- _TASK BRIEF_: The expected result is every line of the records, printed exactly.

- _SOURCE INFORMATION_:
※

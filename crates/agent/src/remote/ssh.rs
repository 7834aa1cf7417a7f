/// SSH 远程会话（russh 客户端）

use std::fmt;
use std::sync::Arc;
use std::time::Duration;

use async_trait::async_trait;
use russh::client;
use russh::{ChannelMsg, Disconnect};
use russh_keys::key;
use serde::{Deserialize, Serialize};
use tracing::{debug, info, warn};

use common::utils::shell_join;
use common::{Error, Result};

use super::session::{CommandOutput, CommandSession};

/// 远程部署目标
#[derive(Debug, Clone, Serialize, Deserialize)]
pub struct RemoteTarget {
    pub host: String,
    #[serde(default = "default_ssh_port")]
    pub port: u16,
    pub username: String,
    pub auth: SshAuth,
    /// 目标主机上的容器运行时地址，如 `unix:///var/run/docker.sock`
    #[serde(default)]
    pub runtime_endpoint: Option<String>,
    /// 固定主机指纹；为空时接受任意主机密钥
    #[serde(default)]
    pub host_key_fingerprint: Option<String>,
}

fn default_ssh_port() -> u16 {
    22
}

#[derive(Clone, Serialize, Deserialize)]
#[serde(tag = "type", rename_all = "snake_case")]
pub enum SshAuth {
    Key {
        path: String,
        #[serde(default)]
        passphrase: Option<String>,
    },
    Password {
        password: String,
    },
}

impl fmt::Debug for SshAuth {
    fn fmt(&self, f: &mut fmt::Formatter<'_>) -> fmt::Result {
        match self {
            Self::Key { path, .. } => f.debug_struct("Key").field("path", path).finish(),
            Self::Password { .. } => f.write_str("Password(***)"),
        }
    }
}

struct ClientHandler {
    expected_fingerprint: Option<String>,
}

#[async_trait]
impl client::Handler for ClientHandler {
    type Error = russh::Error;

    async fn check_server_key(
        &mut self,
        server_public_key: &key::PublicKey,
    ) -> std::result::Result<bool, Self::Error> {
        let fingerprint = server_public_key.fingerprint();
        match &self.expected_fingerprint {
            Some(expected) => {
                let accepted = expected.trim_start_matches("SHA256:") == fingerprint;
                if !accepted {
                    warn!("主机指纹不匹配: 期望 {}, 实际 {}", expected, fingerprint);
                }
                Ok(accepted)
            }
            None => {
                debug!("接受主机密钥 SHA256:{}", fingerprint);
                Ok(true)
            }
        }
    }
}

/// SSH 会话，一次部署复用同一连接，命令严格顺序执行
pub struct SshSession {
    handle: client::Handle<ClientHandler>,
    label: String,
}

impl SshSession {
    pub async fn connect(target: &RemoteTarget, connect_timeout: Duration) -> Result<Self> {
        let label = format!("{}@{}:{}", target.username, target.host, target.port);
        info!("建立 SSH 连接: {}", label);

        let config = Arc::new(client::Config {
            inactivity_timeout: Some(Duration::from_secs(600)),
            ..Default::default()
        });
        let handler = ClientHandler {
            expected_fingerprint: target.host_key_fingerprint.clone(),
        };

        let mut handle = tokio::time::timeout(
            connect_timeout,
            client::connect(config, (target.host.as_str(), target.port), handler),
        )
        .await
        .map_err(|_| Error::Ssh(format!("连接 {} 超时", label)))?
        .map_err(|e| Error::Ssh(format!("连接 {} 失败: {}", label, e)))?;

        let authenticated = match &target.auth {
            SshAuth::Key { path, passphrase } => {
                let key_pair = russh_keys::load_secret_key(path, passphrase.as_deref())
                    .map_err(|e| Error::Ssh(format!("加载私钥 {} 失败: {}", path, e)))?;
                handle
                    .authenticate_publickey(&target.username, Arc::new(key_pair))
                    .await
            }
            SshAuth::Password { password } => {
                handle
                    .authenticate_password(&target.username, password)
                    .await
            }
        }
        .map_err(|e| Error::Ssh(format!("认证失败: {}", e)))?;

        if !authenticated {
            return Err(Error::Ssh(format!("{} 认证被拒绝", label)));
        }

        info!("SSH 连接已建立: {}", label);
        Ok(Self { handle, label })
    }
}

#[async_trait]
impl CommandSession for SshSession {
    async fn exec(&mut self, argv: &[String]) -> Result<CommandOutput> {
        let command = shell_join(argv);
        debug!("[{}] 执行: {}", self.label, command);

        let mut channel = self
            .handle
            .channel_open_session()
            .await
            .map_err(|e| Error::Ssh(format!("打开通道失败: {}", e)))?;
        channel
            .exec(true, command.as_bytes())
            .await
            .map_err(|e| Error::Ssh(format!("下发命令失败: {}", e)))?;

        let mut stdout = Vec::new();
        let mut stderr = Vec::new();
        let mut exit_status = None;

        while let Some(msg) = channel.wait().await {
            match msg {
                ChannelMsg::Data { ref data } => stdout.extend_from_slice(data),
                ChannelMsg::ExtendedData { ref data, ext } if ext == 1 => {
                    stderr.extend_from_slice(data)
                }
                ChannelMsg::ExitStatus { exit_status: code } => exit_status = Some(code),
                _ => {}
            }
        }

        Ok(CommandOutput {
            // 远端未回报退出码时按失败处理
            exit_status: exit_status.map(|c| c as i32).unwrap_or(-1),
            stdout: String::from_utf8_lossy(&stdout).into_owned(),
            stderr: String::from_utf8_lossy(&stderr).into_owned(),
        })
    }

    fn describe(&self) -> String {
        self.label.clone()
    }

    async fn close(&mut self) -> Result<()> {
        self.handle
            .disconnect(Disconnect::ByApplication, "", "English")
            .await
            .map_err(|e| Error::Ssh(format!("断开连接失败: {}", e)))
    }
}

※

- _SOLUTION FOR THIS PROBLEM_:
filename crates/agent/src/remote/ssh.rs
repository 7834aa1cf7417a7f
/// SSH 远程会话（russh 客户端）

use std::fmt;
use std::sync::Arc;
use std::time::Duration;

use async_trait::async_trait;
use russh::client;
use russh::{ChannelMsg, Disconnect};
use russh_keys::key;
use serde::{Deserialize, Serialize};
use tracing::{debug, info, warn};

use common::utils::shell_join;
use common::{Error, Result};

use super::session::{CommandOutput, CommandSession};

/// 远程部署目标
#[derive(Debug, Clone, Serialize, Deserialize)]
pub struct RemoteTarget {
    pub host: String,
    #[serde(default = "default_ssh_port")]
    pub port: u16,
    pub username: String,
    pub auth: SshAuth,
    /// 目标主机上的容器运行时地址，如 `unix:///var/run/docker.sock`
    #[serde(default)]
    pub runtime_endpoint: Option<String>,
    /// 固定主机指纹；为空时接受任意主机密钥
    #[serde(default)]
    pub host_key_fingerprint: Option<String>,
}

fn default_ssh_port() -> u16 {
    22
}

#[derive(Clone, Serialize, Deserialize)]
#[serde(tag = "type", rename_all = "snake_case")]
pub enum SshAuth {
    Key {
        path: String,
        #[serde(default)]
        passphrase: Option<String>,
    },
    Password {
        password: String,
    },
}

impl fmt::Debug for SshAuth {
    fn fmt(&self, f: &mut fmt::Formatter<'_>) -> fmt::Result {
        match self {
            Self::Key { path, .. } => f.debug_struct("Key").field("path", path).finish(),
            Self::Password { .. } => f.write_str("Password(***)"),
        }
    }
}

struct ClientHandler {
    expected_fingerprint: Option<String>,
}

#[async_trait]
impl client::Handler for ClientHandler {
    type Error = russh::Error;

    async fn check_server_key(
        &mut self,
        server_public_key: &key::PublicKey,
    ) -> std::result::Result<bool, Self::Error> {
        let fingerprint = server_public_key.fingerprint();
        match &self.expected_fingerprint {
            Some(expected) => {
                let accepted = expected.trim_start_matches("SHA256:") == fingerprint;
                if !accepted {
                    warn!("主机指纹不匹配: 期望 {}, 实际 {}", expected, fingerprint);
                }
                Ok(accepted)
            }
            None => {
                debug!("接受主机密钥 SHA256:{}", fingerprint);
                Ok(true)
            }
        }
    }
}

/// SSH 会话，一次部署复用同一连接，命令严格顺序执行
pub struct SshSession {
    handle: client::Handle<ClientHandler>,
    label: String,
}

impl SshSession {
    pub async fn connect(target: &RemoteTarget, connect_timeout: Duration) -> Result<Self> {
        let label = format!("{}@{}:{}", target.username, target.host, target.port);
        info!("建立 SSH 连接: {}", label);

        let config = Arc::new(client::Config {
            inactivity_timeout: Some(Duration::from_secs(600)),
            ..Default::default()
        });
        let handler = ClientHandler {
            expected_fingerprint: target.host_key_fingerprint.clone(),
        };

        let mut handle = tokio::time::timeout(
            connect_timeout,
            client::connect(config, (target.host.as_str(), target.port), handler),
        )
        .await
        .map_err(|_| Error::Ssh(format!("连接 {} 超时", label)))?
        .map_err(|e| Error::Ssh(format!("连接 {} 失败: {}", label, e)))?;

        let authenticated = match &target.auth {
            SshAuth::Key { path, passphrase } => {
                let key_pair = russh_keys::load_secret_key(path, passphrase.as_deref())
                    .map_err(|e| Error::Ssh(format!("加载私钥 {} 失败: {}", path, e)))?;
                handle
                    .authenticate_publickey(&target.username, Arc::new(key_pair))
                    .await
            }
            SshAuth::Password { password } => {
                handle
                    .authenticate_password(&target.username, password)
                    .await
            }
        }
        .map_err(|e| Error::Ssh(format!("认证失败: {}", e)))?;

        if !authenticated {
            return Err(Error::Ssh(format!("{} 认证被拒绝", label)));
        }

        info!("SSH 连接已建立: {}", label);
        Ok(Self { handle, label })
    }
}

#[async_trait]
impl CommandSession for SshSession {
    async fn exec(&mut self, argv: &[String]) -> Result<CommandOutput> {
        let command = shell_join(argv);
        debug!("[{}] 执行: {}", self.label, command);

        let mut channel = self
            .handle
            .channel_open_session()
            .await
            .map_err(|e| Error::Ssh(format!("打开通道失败: {}", e)))?;
        channel
            .exec(true, command.as_bytes())
            .await
            .map_err(|e| Error::Ssh(format!("下发命令失败: {}", e)))?;

        let mut stdout = Vec::new();
        let mut stderr = Vec::new();
        let mut exit_status = None;

        while let Some(msg) = channel.wait().await {
            match msg {
                ChannelMsg::Data { ref data } => stdout.extend_from_slice(data),
                ChannelMsg::ExtendedData { ref data, ext } if ext == 1 => {
                    stderr.extend_from_slice(data)
                }
                ChannelMsg::ExitStatus { exit_status: code } => exit_status = Some(code),
                _ => {}
            }
        }

        Ok(CommandOutput {
            // 远端未回报退出码时按失败处理
            exit_status: exit_status.map(|c| c as i32).unwrap_or(-1),
            stdout: String::from_utf8_lossy(&stdout).into_owned(),
            stderr: String::from_utf8_lossy(&stderr).into_owned(),
        })
    }

    fn describe(&self) -> String {
        self.label.clone()
    }

    async fn close(&mut self) -> Result<()> {
        self.handle
            .disconnect(Disconnect::ByApplication, "", "English")
            .await
            .map_err(|e| Error::Ssh(format!("断开连接失败: {}", e)))
    }
}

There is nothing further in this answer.